Tram stop in Dublin, Ireland

Abbey Street (Sráid na Mainistreach) is a stop on the Luas light-rail tram system in Dublin, Ireland. It opened in 2004 as a stop on the Red Line.

==Location and access==

The Red Line runs east to west along Abbey Street through the city centre, and the Abbey Street stop is located between O'Connell Street and Marlborough Street, on two lanes reserved for trams. The stop allows access to the O'Connell Street shopping district, the Spire of Dublin and the Abbey Theatre. It has two edge platforms: the westbound platform is integrated into the pavement, and the eastbound platform is an island between the tracks and the single lane used by road traffic.

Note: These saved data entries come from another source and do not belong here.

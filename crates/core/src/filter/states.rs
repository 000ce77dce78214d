use std::collections::BTreeSet;

use serde::{Deserialize, Serialize};

use crate::domain::{CategoryId, UserId};

/// Category criterion: the "all" marker plus the explicitly chosen ids.
///
/// Explicit ids always narrow the match. With no explicit ids the marker decides: set means every
/// category matches (including ones added after load), unset means nothing does. Toggling only
/// touches the explicit ids, so toggling the same id twice restores any selection.
#[derive(Clone, Debug, PartialEq, Eq, Serialize, Deserialize)]
pub struct CategorySelection {
    all: bool,
    ids: BTreeSet<CategoryId>,
}

impl Default for CategorySelection {
    fn default() -> Self {
        Self { all: true, ids: BTreeSet::new() }
    }
}

impl CategorySelection {
    pub fn only(ids: impl IntoIterator<Item = CategoryId>) -> Self {
        Self { all: false, ids: ids.into_iter().collect() }
    }

    pub fn none() -> Self {
        Self { all: false, ids: BTreeSet::new() }
    }

    /// The "all" sentinel is in effect: marker set and nothing chosen explicitly.
    pub fn is_all(&self) -> bool {
        self.all && self.ids.is_empty()
    }

    pub fn contains(&self, category_id: CategoryId) -> bool {
        self.ids.contains(&category_id)
    }

    pub fn ids(&self) -> impl Iterator<Item = CategoryId> + '_ {
        self.ids.iter().copied()
    }

    pub fn matches(&self, category_id: CategoryId) -> bool {
        if self.ids.is_empty() {
            self.all
        } else {
            self.ids.contains(&category_id)
        }
    }

    /// Adds the id if absent, removes it if present. The "all" marker is left as it is.
    pub fn toggle(&mut self, category_id: CategoryId) {
        if !self.ids.remove(&category_id) {
            self.ids.insert(category_id);
        }
    }
}

/// The three independent criteria of one browsing session.
#[derive(Clone, Debug, Default, PartialEq, Eq, Serialize, Deserialize)]
pub struct FilterState {
    pub selected_user: Option<UserId>,
    pub categories: CategorySelection,
    pub search_query: String,
}

#[derive(Clone, Debug, PartialEq, Eq, Serialize, Deserialize)]
#[serde(rename_all = "snake_case", tag = "event", content = "value")]
pub enum FilterEvent {
    SelectUser(UserId),
    ClearUser,
    SetSearchQuery(String),
    ClearSearch,
    ToggleCategory(CategoryId),
    SelectAllCategories,
    ResetAll,
}

#[derive(Clone, Debug, PartialEq, Eq, Serialize, Deserialize)]
pub struct TransitionOutcome {
    pub from: FilterState,
    pub to: FilterState,
    pub event: FilterEvent,
}

impl TransitionOutcome {
    pub fn changed(&self) -> bool {
        self.from != self.to
    }
}

impl FilterState {
    /// Selecting the active user clears the selection; any other user replaces it.
    pub fn select_user(&mut self, user_id: UserId) {
        self.selected_user = match self.selected_user {
            Some(active) if active == user_id => None,
            _ => Some(user_id),
        };
    }

    pub fn clear_user(&mut self) {
        self.selected_user = None;
    }

    /// Stored verbatim, no trimming.
    pub fn set_search_query(&mut self, query: impl Into<String>) {
        self.search_query = query.into();
    }

    pub fn clear_search(&mut self) {
        self.search_query.clear();
    }

    pub fn toggle_category(&mut self, category_id: CategoryId) {
        self.categories.toggle(category_id);
    }

    pub fn select_all_categories(&mut self) {
        self.categories = CategorySelection::default();
    }

    pub fn reset_all(&mut self) {
        *self = Self::default();
    }

    pub fn is_default(&self) -> bool {
        *self == Self::default()
    }

    /// Applies one event as a single transition and reports both sides of it.
    pub fn apply(&mut self, event: FilterEvent) -> TransitionOutcome {
        let from = self.clone();
        match &event {
            FilterEvent::SelectUser(user_id) => self.select_user(*user_id),
            FilterEvent::ClearUser => self.clear_user(),
            FilterEvent::SetSearchQuery(query) => self.set_search_query(query.clone()),
            FilterEvent::ClearSearch => self.clear_search(),
            FilterEvent::ToggleCategory(category_id) => self.toggle_category(*category_id),
            FilterEvent::SelectAllCategories => self.select_all_categories(),
            FilterEvent::ResetAll => self.reset_all(),
        }
        TransitionOutcome { from, to: self.clone(), event }
    }
}

#[cfg(test)]
mod tests {
    use super::{CategorySelection, FilterEvent, FilterState};
    use crate::domain::{CategoryId, UserId};

    fn busy_state() -> FilterState {
        FilterState {
            selected_user: Some(UserId(2)),
            categories: CategorySelection::only([CategoryId(1), CategoryId(3)]),
            search_query: "Mi".to_string(),
        }
    }

    #[test]
    fn select_user_toggles_back_to_all_users() {
        let mut state = FilterState::default();

        state.select_user(UserId(1));
        assert_eq!(state.selected_user, Some(UserId(1)));

        state.select_user(UserId(1));
        assert_eq!(state.selected_user, None);
    }

    #[test]
    fn select_user_replaces_a_different_user() {
        let mut state = FilterState::default();
        state.select_user(UserId(1));
        state.select_user(UserId(2));

        assert_eq!(state.selected_user, Some(UserId(2)));
    }

    #[test]
    fn clear_user_is_not_a_toggle() {
        let mut state = busy_state();
        state.clear_user();
        state.clear_user();

        assert_eq!(state.selected_user, None);
    }

    #[test]
    fn search_query_is_stored_verbatim() {
        let mut state = FilterState::default();
        state.set_search_query("  Milk ");
        assert_eq!(state.search_query, "  Milk ");

        state.clear_search();
        assert!(state.search_query.is_empty());
    }

    #[test]
    fn toggle_category_twice_restores_any_selection() {
        let mut narrowed_all = CategorySelection::default();
        narrowed_all.toggle(CategoryId(1));

        let starts = [
            CategorySelection::default(),
            CategorySelection::none(),
            CategorySelection::only([CategoryId(1)]),
            CategorySelection::only([CategoryId(1), CategoryId(2)]),
            narrowed_all,
        ];

        for start in starts {
            for id in [CategoryId(1), CategoryId(2), CategoryId(7)] {
                let mut selection = start.clone();
                selection.toggle(id);
                selection.toggle(id);
                assert_eq!(selection, start, "toggling {id} twice from {start:?}");
            }
        }
    }

    #[test]
    fn toggle_from_all_narrows_to_the_chosen_id() {
        let mut selection = CategorySelection::default();
        selection.toggle(CategoryId(4));

        assert!(!selection.is_all());
        assert!(selection.contains(CategoryId(4)));
        assert!(selection.matches(CategoryId(4)));
        assert!(!selection.matches(CategoryId(5)));

        selection.toggle(CategoryId(4));
        assert!(selection.is_all());
        assert!(selection.matches(CategoryId(5)));
    }

    #[test]
    fn select_all_differs_from_selecting_every_id() {
        let mut explicit = FilterState::default();
        explicit.toggle_category(CategoryId(1));
        explicit.toggle_category(CategoryId(2));

        let mut sentinel = explicit.clone();
        sentinel.select_all_categories();

        assert!(sentinel.categories.is_all());
        assert_ne!(explicit.categories, sentinel.categories);
        assert!(sentinel.categories.matches(CategoryId(99)));
        assert!(!explicit.categories.matches(CategoryId(99)));
    }

    #[test]
    fn empty_explicit_selection_matches_nothing() {
        let selection = CategorySelection::none();
        assert!(!selection.is_all());
        assert!(!selection.matches(CategoryId(1)));
    }

    #[test]
    fn empty_explicit_selection_survives_a_double_toggle() {
        let mut selection = CategorySelection::none();

        selection.toggle(CategoryId(1));
        assert_eq!(selection, CategorySelection::only([CategoryId(1)]));

        selection.toggle(CategoryId(1));
        assert_eq!(selection, CategorySelection::none());
        assert!(!selection.matches(CategoryId(1)));
    }

    #[test]
    fn reset_all_is_idempotent() {
        let mut once = busy_state();
        once.reset_all();

        let mut twice = busy_state();
        twice.reset_all();
        twice.reset_all();

        assert_eq!(once, twice);
        assert!(once.is_default());
    }

    #[test]
    fn apply_reports_a_single_transition() {
        let mut state = busy_state();
        let outcome = state.apply(FilterEvent::ResetAll);

        assert_eq!(outcome.from, busy_state());
        assert_eq!(outcome.to, FilterState::default());
        assert!(outcome.changed());
        assert_eq!(state, FilterState::default());
    }

    #[test]
    fn apply_matches_direct_mutators() {
        let events = vec![
            FilterEvent::SelectUser(UserId(1)),
            FilterEvent::ToggleCategory(CategoryId(2)),
            FilterEvent::SetSearchQuery("br".to_string()),
            FilterEvent::SelectUser(UserId(1)),
            FilterEvent::ClearSearch,
        ];

        let mut replayed = FilterState::default();
        for event in events {
            replayed.apply(event);
        }

        let mut direct = FilterState::default();
        direct.select_user(UserId(1));
        direct.toggle_category(CategoryId(2));
        direct.set_search_query("br");
        direct.select_user(UserId(1));
        direct.clear_search();

        assert_eq!(replayed, direct);
        assert_eq!(replayed.categories.ids().collect::<Vec<_>>(), vec![CategoryId(2)]);
    }

    #[test]
    fn selection_serializes_marker_and_ids() {
        let mut selection = CategorySelection::default();
        selection.toggle(CategoryId(3));

        let encoded = serde_json::to_string(&selection).expect("serialize selection");
        assert_eq!(encoded, r#"{"all":true,"ids":[3]}"#);
    }

    #[test]
    fn events_round_trip_through_json() {
        let event = FilterEvent::ToggleCategory(CategoryId(3));
        let encoded = serde_json::to_string(&event).expect("serialize event");

        assert_eq!(encoded, r#"{"event":"toggle_category","value":3}"#);
        let decoded: FilterEvent = serde_json::from_str(&encoded).expect("deserialize event");
        assert_eq!(decoded, event);
    }
}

When the Luas was first opened, the two lines did not connect, and Abbey Street was the closest point on the Red line to St. Stephen's Green, the terminus of the Green Line, over a kilometre's walk away. In 2017, Luas Cross City - a construction project which extended the Green Line into north Dubin - was completed, and Abbey Street now forms part of a direct interchange between the two lines. The Green Line travels north through the city centre in a one-way system, with the two tracks crossing the red line on either side of the Abbey Street stop. Located in adjacent streets are O'Connell - GPO for trams traveling north, and Marlborough for trams traveling south. These three stops effectively form one four-platform interchange, and signs on the platforms direct passengers between the lines. The stop also connects with a great number of Dublin Bus routes.

==Services==
Trams stop at the stop coming from either end every 2-10 minutes.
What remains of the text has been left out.